Digital Ecosystems: Evolving Service-Oriented Architectures

TL;DR

This paper introduces Digital Ecosystems, which mimic biological ecosystems to create scalable, self-organising architectures that optimize service composition and adaptation through distributed evolutionary computing.

Contribution

It extends Service-Oriented Architectures with distributed evolutionary computing to enable self-organising, adaptive digital ecosystems for service aggregation and optimization.

Findings

Digital Ecosystems outperform traditional architectures at large scales.

Ecosystem-inspired design enhances self-organisation and scalability.

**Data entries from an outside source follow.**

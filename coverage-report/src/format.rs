// Copyright (c) Microsoft Corporation.
// Licensed under the MIT License.

use std::fmt;
use std::path::Path;

use serde::{Deserialize, Serialize};
use strum_macros::EnumString;

use crate::{CoverageRecord, ParseError};

/// On-disk coverage report formats.
#[derive(Clone, Copy, Debug, PartialEq, Eq, Hash)]
pub enum ReportFormat {
    /// Cobertura XML: `packages/package/classes/class/lines/line`.
    Cobertura,

    /// Nested JSON: modules, then documents, then lines.
    CoverletJson,

    /// Line-oriented LCOV tracefile.
    Lcov,
}

impl ReportFormat {
    pub fn from_extension(path: &Path) -> Option<Self> {
        let ext = path.extension()?.to_str()?.to_ascii_lowercase();

        match ext.as_str() {
            "xml" => Some(Self::Cobertura),
            "json" => Some(Self::CoverletJson),
            "lcov" | "info" => Some(Self::Lcov),
            _ => None,
        }
    }

    /// An explicit setting wins over the file extension.
    pub fn resolve(setting: FormatSetting, path: &Path) -> Option<Self> {
        match setting {
            FormatSetting::Auto => Self::from_extension(path),
            FormatSetting::Cobertura => Some(Self::Cobertura),
            FormatSetting::Json => Some(Self::CoverletJson),
            FormatSetting::Lcov => Some(Self::Lcov),
        }
    }

    pub fn parse(self, text: &str) -> Result<Vec<CoverageRecord>, ParseError> {
        crate::parse_report(self, text)
    }
}

impl fmt::Display for ReportFormat {
    fn fmt(&self, f: &mut fmt::Formatter<'_>) -> fmt::Result {
        match self {
            ReportFormat::Cobertura => write!(f, "cobertura"),
            ReportFormat::CoverletJson => write!(f, "json"),
            ReportFormat::Lcov => write!(f, "lcov"),
        }
    }
}

/// User-facing format selector.
#[derive(
    Clone, Copy, Debug, Default, PartialEq, Eq, Hash, Deserialize, Serialize, EnumString,
)]
#[serde(rename_all = "lowercase")]
#[strum(ascii_case_insensitive)]
pub enum FormatSetting {
    #[default]
    #[strum(serialize = "auto")]
    Auto,

    #[serde(alias = "xml")]
    #[strum(serialize = "cobertura", serialize = "xml")]
    Cobertura,

    #[strum(serialize = "json")]
    Json,

    #[serde(alias = "info")]
    #[strum(serialize = "lcov", serialize = "info")]
    Lcov,
}

impl fmt::Display for FormatSetting {
    fn fmt(&self, f: &mut fmt::Formatter<'_>) -> fmt::Result {
        match self {
            FormatSetting::Auto => write!(f, "auto"),
            FormatSetting::Cobertura => write!(f, "cobertura"),
            FormatSetting::Json => write!(f, "json"),
            FormatSetting::Lcov => write!(f, "lcov"),
        }
    }
}

#[cfg(test)]
mod tests {
    use super::*;
    use std::str::FromStr;

    #[test]
    fn test_extension_sniffing() {
        let cases = [
            ("coverage.cobertura.xml", Some(ReportFormat::Cobertura)),
            ("coverage/coverage.json", Some(ReportFormat::CoverletJson)),
            ("lcov.info", Some(ReportFormat::Lcov)),
            ("report.LCOV", Some(ReportFormat::Lcov)),
            ("coverage.txt", None),
            ("coverage", None),
        ];

        for (path, expected) in cases {
            assert_eq!(ReportFormat::from_extension(Path::new(path)), expected, "{path}");
        }
    }

    #[test]
    fn test_explicit_setting_wins() {
        let path = Path::new("coverage.json");
        assert_eq!(
            ReportFormat::resolve(FormatSetting::Lcov, path),
            Some(ReportFormat::Lcov)
        );
        assert_eq!(
            ReportFormat::resolve(FormatSetting::Auto, path),
            Some(ReportFormat::CoverletJson)
        );
        assert_eq!(
            ReportFormat::resolve(FormatSetting::Auto, Path::new("coverage.bin")),
            None
        );
    }

    #[test]
    fn test_setting_from_str() {
        assert_eq!(FormatSetting::from_str("auto").unwrap(), FormatSetting::Auto);
        assert_eq!(FormatSetting::from_str("XML").unwrap(), FormatSetting::Cobertura);
        assert_eq!(FormatSetting::from_str("lcov").unwrap(), FormatSetting::Lcov);
        assert!(FormatSetting::from_str("opencover").is_err());
    }

    #[test]
    fn test_setting_deserialize() {
        let setting: FormatSetting = serde_json::from_str(r#""json""#).unwrap();
        assert_eq!(setting, FormatSetting::Json);

        let setting: FormatSetting = serde_json::from_str(r#""xml""#).unwrap();
        assert_eq!(setting, FormatSetting::Cobertura);
    }
}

Simulation results demonstrate improved effectiveness in service composition.

Abstract

We view Digital Ecosystems to be the digital counterparts of biological ecosystems, exploiting the self-organising properties of biological ecosystems, which are considered to be robust, self-organising and scalable architectures that can automatically solve complex, dynamic problems. Digital Ecosystems are a novel optimisation technique where the optimisation works at two levels: a first optimisation, migration of agents (representing services) which are distributed in a decentralised peer-to-peer network, operating continuously in time; this process feeds a second optimisation based on evolutionary computing that operates locally on single peers and is aimed at finding solutions to satisfy locally relevant constraints. We created an Ecosystem-Oriented Architecture of Digital Ecosystems by extending Service-Oriented Architectures with distributed evolutionary computing, allowing services to recombine and evolve over time, constantly seeking to improve their effectiveness for the user base. Individuals within our Digital Ecosystem will be applications (groups of services), created in response to user requests by using evolutionary optimisation to aggregate the services. These individuals will migrate through the Digital Ecosystem and adapt to find niches where they are useful in fulfilling other user requests for applications. Simulation results imply that the Digital Ecosystem performs better at large scales than a comparable Service-Oriented Architecture, suggesting that incorporating ideas from theoretical ecology can contribute to useful self-organising properties in digital ecosystems.